По мнению некоторых зарубежных исследователей, «телевизионная семья… гораздо (примерно вчетверо) богаче реальной средней американской семьи», что оставляет у последней «крайне преувеличенное, ошибочное представление о том, насколько богат средний американец. Сравнивая себя с этой мифической семьей, все испытывают в конечном счете чувство ущербности» [Калашников 2003: 82]; кстати, тот же инструмент регулирования самооценки аудитории очевидно используется и в российских телесериалах, как сделанных по зарубежным (прежде всего американским) лекалам, так и в собственно отечественных.

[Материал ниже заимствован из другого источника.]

//! Refresh Use Case

use std::sync::Arc;

use crate::application::SignedIn;
use crate::application::token::TokenService;
use crate::domain::repository::UserRepository;
use crate::error::{AuthError, AuthResult};

pub struct RefreshUseCase<R>
where
    R: UserRepository,
{
    repo: Arc<R>,
    tokens: Arc<TokenService>,
}

impl<R> RefreshUseCase<R>
where
    R: UserRepository + Send + Sync,
{
    pub fn new(repo: Arc<R>, tokens: Arc<TokenService>) -> Self {
        Self { repo, tokens }
    }

    /// Mints a new pair. The user must still exist and be active; the old
    /// refresh token stays valid until it expires.
    pub async fn execute(&self, refresh_token: &str) -> AuthResult<SignedIn> {
        let claims = self.tokens.verify_refresh(refresh_token)?;
        let user_id = claims.subject()?;

        let user = self
            .repo
            .find_by_id(&user_id)
            .await?
            .filter(|u| u.is_active)
            .ok_or(AuthError::Unauthorized)?;

        let tokens = self.tokens.issue_pair(&user)?;
        tracing::debug!(user_id = %user.id, "Tokens refreshed");
        Ok(SignedIn { tokens, user })
    }
}
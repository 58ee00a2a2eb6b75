//! Credential Hasher
//!
//! Async front for Argon2id. Hashing is CPU bound, so both directions run on
//! the blocking pool.

use platform::password::HashCost;

use crate::domain::value_object::user_password::{RawPassword, UserPassword};
use crate::error::AuthResult;

#[derive(Debug, Clone, Copy)]
pub struct CredentialHasher {
    cost: HashCost,
}

impl CredentialHasher {
    pub fn new(cost: HashCost) -> Self {
        Self { cost }
    }

    /// Salted digest; two calls on the same input differ.
    pub async fn hash(&self, password: RawPassword) -> AuthResult<UserPassword> {
        let cost = self.cost;
        tokio::task::spawn_blocking(move || UserPassword::hash(&password, &cost)).await?
    }

    /// Checks against the parameters embedded in `digest`.
    pub async fn verify(&self, password: RawPassword, digest: UserPassword) -> AuthResult<bool> {
        let valid = tokio::task::spawn_blocking(move || digest.verify(&password)).await?;
        Ok(valid)
    }

    /// Burns one hash of the configured cost and discards it.
    ///
    /// For callers with no stored digest, so that path costs what `verify`
    /// would.
    pub async fn dummy_verify(&self, password: RawPassword) {
        if let Err(e) = self.hash(password).await {
            tracing::debug!(error = %e, "Dummy hash failed");
        }
    }
}
//! Email value object
//!
//! Syntactic validation only; nothing here proves the mailbox exists.

use serde::{Deserialize, Serialize};
use std::fmt;

use crate::error::{AuthError, AuthResult};

/// RFC 5321 path limit
const EMAIL_MAX_LENGTH: usize = 254;
const LOCAL_PART_MAX_LENGTH: usize = 64;

/// Lowercased, trimmed email address.
#[derive(Debug, Clone, PartialEq, Eq, Hash, Serialize, Deserialize)]
#[serde(transparent)]
pub struct Email(String);

impl Email {
    pub fn new(email: impl AsRef<str>) -> AuthResult<Self> {
        let email = email.as_ref().trim().to_lowercase();

        if email.is_empty() {
            return Err(AuthError::validation("email", "Email cannot be empty"));
        }
        if email.len() > EMAIL_MAX_LENGTH {
            return Err(AuthError::validation(
                "email",
                format!("Email must be at most {EMAIL_MAX_LENGTH} characters"),
            ));
        }
        if !is_valid_format(&email) {
            return Err(AuthError::validation("email", "Invalid email format"));
        }

        Ok(Self(email))
    }

    /// Trusted value read back from a backend.
    pub fn from_db(email: impl Into<String>) -> Self {
        Self(email.into())
    }

    pub fn as_str(&self) -> &str {
        &self.0
    }
}

fn is_valid_format(email: &str) -> bool {
    let Some((local, domain)) = email.split_once('@') else {
        return false;
    };
    if domain.contains('@') {
        return false;
    }

    if local.is_empty()
        || local.len() > LOCAL_PART_MAX_LENGTH
        || local.chars().any(|c| c.is_whitespace() || c.is_control())
    {
        return false;
    }

    if !domain.contains('.') || domain.contains("..") {
        return false;
    }
    if !domain
        .chars()
        .all(|c| c.is_ascii_alphanumeric() || c == '.' || c == '-')
    {
        return false;
    }

    !(domain.starts_with(['.', '-']) || domain.ends_with(['.', '-']))
}

impl fmt::Display for Email {
    fn fmt(&self, f: &mut fmt::Formatter<'_>) -> fmt::Result {
        f.write_str(&self.0)
    }
}

impl AsRef<str> for Email {
    fn as_ref(&self) -> &str {
        &self.0
    }
}
//! Presentation Layer
//!
//! HTTP handlers, DTOs, router, and middleware.

pub mod dto;
pub mod handlers;
pub mod middleware;
pub mod router;

pub use handlers::AuthAppState;
pub use middleware::{CurrentUser, MaybeUser, optional_auth, require_auth, require_roles};
pub use router::auth_router;
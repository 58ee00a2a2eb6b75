//! Error classification
//!
//! [`ErrorKind`] is the closed set of outcomes the HTTP layer knows how to
//! render. Every domain error maps onto exactly one of these.

use serde::Serialize;

/// エラー分類の列挙体
///
/// サービスが返す HTTP ステータスごとに 1 つのバリアントを持ちます。
///
/// ## Notes
/// * `non_exhaustive` - バリアントが追加される可能性がある
///
/// ## Examples
/// ```rust
/// use kernel::error::kind::ErrorKind;
///
/// assert_eq!(ErrorKind::Forbidden.status_code(), 403);
/// assert_eq!(ErrorKind::Forbidden.as_str(), "Forbidden");
/// ```
#[derive(Debug, Clone, Copy, PartialEq, Eq, Serialize)]
#[serde(rename_all = "SCREAMING_SNAKE_CASE")]
#[non_exhaustive]
pub enum ErrorKind {
    /// 400 - Bad Request: 入力不正、または登録済みの識別子
    BadRequest,
    /// 401 - Unauthorized: 認証情報がない、または無効
    Unauthorized,
    /// 403 - Forbidden: 認証済みだが権限なし
    Forbidden,
    /// 404 - Not Found: 対象が見つからない
    NotFound,
    /// 409 - Conflict: 現在の状態と競合
    Conflict,
    /// 422 - Unprocessable Entity: 処理不可能なエンティティ
    UnprocessableEntity,
    /// 500 - Internal Server Error: サーバー内部エラー
    InternalServerError,
    /// 503 - Service Unavailable: どのストレージにも到達できない
    ServiceUnavailable,
}

impl ErrorKind {
    /// HTTP ステータスコードを取得
    ///
    /// ## Examples
    /// ```rust
    /// use kernel::error::kind::ErrorKind;
    /// assert_eq!(ErrorKind::ServiceUnavailable.status_code(), 503);
    /// ```
    #[inline]
    pub const fn status_code(&self) -> u16 {
        match self {
            ErrorKind::BadRequest => 400,
            ErrorKind::Unauthorized => 401,
            ErrorKind::Forbidden => 403,
            ErrorKind::NotFound => 404,
            ErrorKind::Conflict => 409,
            ErrorKind::UnprocessableEntity => 422,
            ErrorKind::InternalServerError => 500,
            ErrorKind::ServiceUnavailable => 503,
        }
    }

    /// 理由フレーズを取得
    ///
    /// ## Returns
    /// RFC 7807 レスポンスの `title` に使う標準的な理由フレーズ
    #[inline]
    pub const fn as_str(&self) -> &'static str {
        match self {
            ErrorKind::BadRequest => "Bad Request",
            ErrorKind::Unauthorized => "Unauthorized",
            ErrorKind::Forbidden => "Forbidden",
            ErrorKind::NotFound => "Not Found",
            ErrorKind::Conflict => "Conflict",
            ErrorKind::UnprocessableEntity => "Unprocessable Entity",
            ErrorKind::InternalServerError => "Internal Server Error",
            ErrorKind::ServiceUnavailable => "Service Unavailable",
        }
    }

    /// サーバー側のエラーかどうかを判定
    ///
    /// 5xx 系は `true` を返します。error レベルでログに記録されます。
    #[inline]
    pub const fn is_server_error(&self) -> bool {
        self.status_code() >= 500
    }

    /// クライアント側のエラーかどうかを判定
    #[inline]
    pub const fn is_client_error(&self) -> bool {
        let code = self.status_code();
        code >= 400 && code < 500
    }
}

impl std::fmt::Display for ErrorKind {
    fn fmt(&self, f: &mut std::fmt::Formatter<'_>) -> std::fmt::Result {
        f.write_str(self.as_str())
    }
}
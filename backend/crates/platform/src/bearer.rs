//! `Authorization: Bearer` handling

use axum::http::{HeaderMap, header};

/// Value for `WWW-Authenticate` on 401 responses.
pub const BEARER_CHALLENGE: &str = "Bearer";

/// Token from `Authorization: Bearer <token>`.
///
/// The scheme is matched case-insensitively. Empty tokens and other schemes
/// yield `None`.
pub fn extract_bearer(headers: &HeaderMap) -> Option<&str> {
    let value = headers.get(header::AUTHORIZATION)?.to_str().ok()?;
    let (scheme, token) = value.trim().split_once(' ')?;
    if !scheme.eq_ignore_ascii_case("bearer") {
        return None;
    }
    let token = token.trim();
    (!token.is_empty()).then_some(token)
}
//! Admin Use Case
//!
//! Account moderation. Every mutating action leaves an audit entry; a
//! failure to write that entry is logged but does not undo the action.

use std::sync::Arc;

use chrono::Utc;
use serde_json::{Map, Value, json};

use crate::domain::entity::{AdminActivityLog, AdminActor, User};
use crate::domain::repository::{AuditLogRepository, UserListFilter, UserPage, UserRepository};
use crate::domain::value_object::{UserId, user_role::UserRole};
use crate::error::{AuthError, AuthResult};

pub const ACTIVITY_LOG_DEFAULT_LIMIT: u32 = 100;
pub const ACTIVITY_LOG_MAX_LIMIT: u32 = 500;
pub const USER_LIST_DEFAULT_LIMIT: u32 = 20;
pub const USER_LIST_MAX_LIMIT: u32 = 100;

const TARGET_USER: &str = "user";

pub struct AdminUseCase<R>
where
    R: UserRepository + AuditLogRepository,
{
    repo: Arc<R>,
}

impl<R> AdminUseCase<R>
where
    R: UserRepository + AuditLogRepository + Send + Sync,
{
    pub fn new(repo: Arc<R>) -> Self {
        Self { repo }
    }

    pub async fn get_user(&self, user_id: &UserId) -> AuthResult<User> {
        self.repo.find_by_id(user_id).await?.ok_or(AuthError::UserNotFound)
    }

    /// Filtered, paginated listing, newest accounts first.
    ///
    /// A blank search is ignored.
    pub async fn list_users(&self, mut filter: UserListFilter) -> AuthResult<UserPage> {
        if filter.page < 1 {
            return Err(AuthError::validation("page", "Must be at least 1"));
        }
        if !(1..=USER_LIST_MAX_LIMIT).contains(&filter.limit) {
            return Err(AuthError::validation(
                "limit",
                format!("Must be between 1 and {USER_LIST_MAX_LIMIT}"),
            ));
        }
        filter.search = filter
            .search
            .map(|s| s.trim().to_string())
            .filter(|s| !s.is_empty());

        self.repo.list_users(&filter).await
    }

    pub async fn change_role(
        &self,
        actor: &AdminActor,
        user_id: &UserId,
        role: UserRole,
    ) -> AuthResult<()> {
        let target = self.get_user(user_id).await?;

        if !self.repo.set_role(user_id, role, Utc::now()).await? {
            return Err(AuthError::UserNotFound);
        }

        tracing::info!(
            admin_id = %actor.user_id,
            user_id = %user_id,
            old_role = %target.role,
            new_role = %role,
            "User role changed"
        );
        self.audit(
            actor,
            "update_role",
            user_id,
            details(json!({ "old_role": target.role.code(), "new_role": role.code() })),
        )
        .await;
        Ok(())
    }

    pub async fn change_status(
        &self,
        actor: &AdminActor,
        user_id: &UserId,
        is_active: bool,
        reason: Option<String>,
    ) -> AuthResult<()> {
        let target = self.get_user(user_id).await?;

        if !self.repo.set_active(user_id, is_active, Utc::now()).await? {
            return Err(AuthError::UserNotFound);
        }

        tracing::info!(admin_id = %actor.user_id, user_id = %user_id, is_active, "User status changed");
        self.audit(
            actor,
            "update_status",
            user_id,
            details(json!({
                "old_status": target.is_active,
                "new_status": is_active,
                "reason": reason,
            })),
        )
        .await;
        Ok(())
    }

    /// Soft delete: the account is disabled, never removed.
    pub async fn delete_user(&self, actor: &AdminActor, user_id: &UserId) -> AuthResult<()> {
        let target = self.get_user(user_id).await?;
        if target.id == actor.user_id {
            return Err(AuthError::SelfTarget);
        }

        if !self.repo.set_active(user_id, false, Utc::now()).await? {
            return Err(AuthError::UserNotFound);
        }

        tracing::info!(admin_id = %actor.user_id, user_id = %user_id, "User account deleted");
        self.audit(
            actor,
            "delete_user",
            user_id,
            details(json!({ "action": "account_deletion" })),
        )
        .await;
        Ok(())
    }

    /// Newest first. `limit` must already be within range.
    pub async fn activity_logs(&self, limit: u32) -> AuthResult<Vec<AdminActivityLog>> {
        if !(1..=ACTIVITY_LOG_MAX_LIMIT).contains(&limit) {
            return Err(AuthError::validation(
                "limit",
                format!("Must be between 1 and {ACTIVITY_LOG_MAX_LIMIT}"),
            ));
        }
        self.repo.recent(limit).await
    }

    async fn audit(&self, actor: &AdminActor, action: &str, target: &UserId, details: Map<String, Value>) {
        let entry = AdminActivityLog::record(actor, action, TARGET_USER, target.to_string(), details);
        if let Err(e) = self.repo.append(&entry).await {
            tracing::error!(action, target_id = %target, error = %e, "Failed to write admin activity log");
        }
    }
}

fn details(value: Value) -> Map<String, Value> {
    match value {
        Value::Object(map) => map,
        _ => Map::new(),
    }
}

Таким образом совершается очень значимая манипулятивная операция: большинство постоянных потребителей телепродукции и т. н. глянцевых журналов обречены существовать с постоянным ощущением неудовлетворенности собой и своими близкими, сами готовы оценивать себя как людей, не сумевших реализовать якобы предоставленные им возможности, как неудачников, не пригодных ни к чему – и прежде всего к добыче денег (неслучайным следует считать широкое распространение, особенно в российской молодежной среде, американизма loser – в русской передаче лузер[6]). Отсюда – падение жизненного тонуса, ожесточенность, обрыв семейных и иных межличностных связей, эмоциональная неуравновешенность и психические расстройства; зачастую – и стремление отомстить за это всему окружающему миру (ср. нередкие случаи т. н. «бессмысленных» массовых убийств в «цивилизованных странах» или погромы и грабежи, устроенные в одной из них – Англии – представителями социальных низов, в основном небелыми иммигрантами в августе 2011 г.).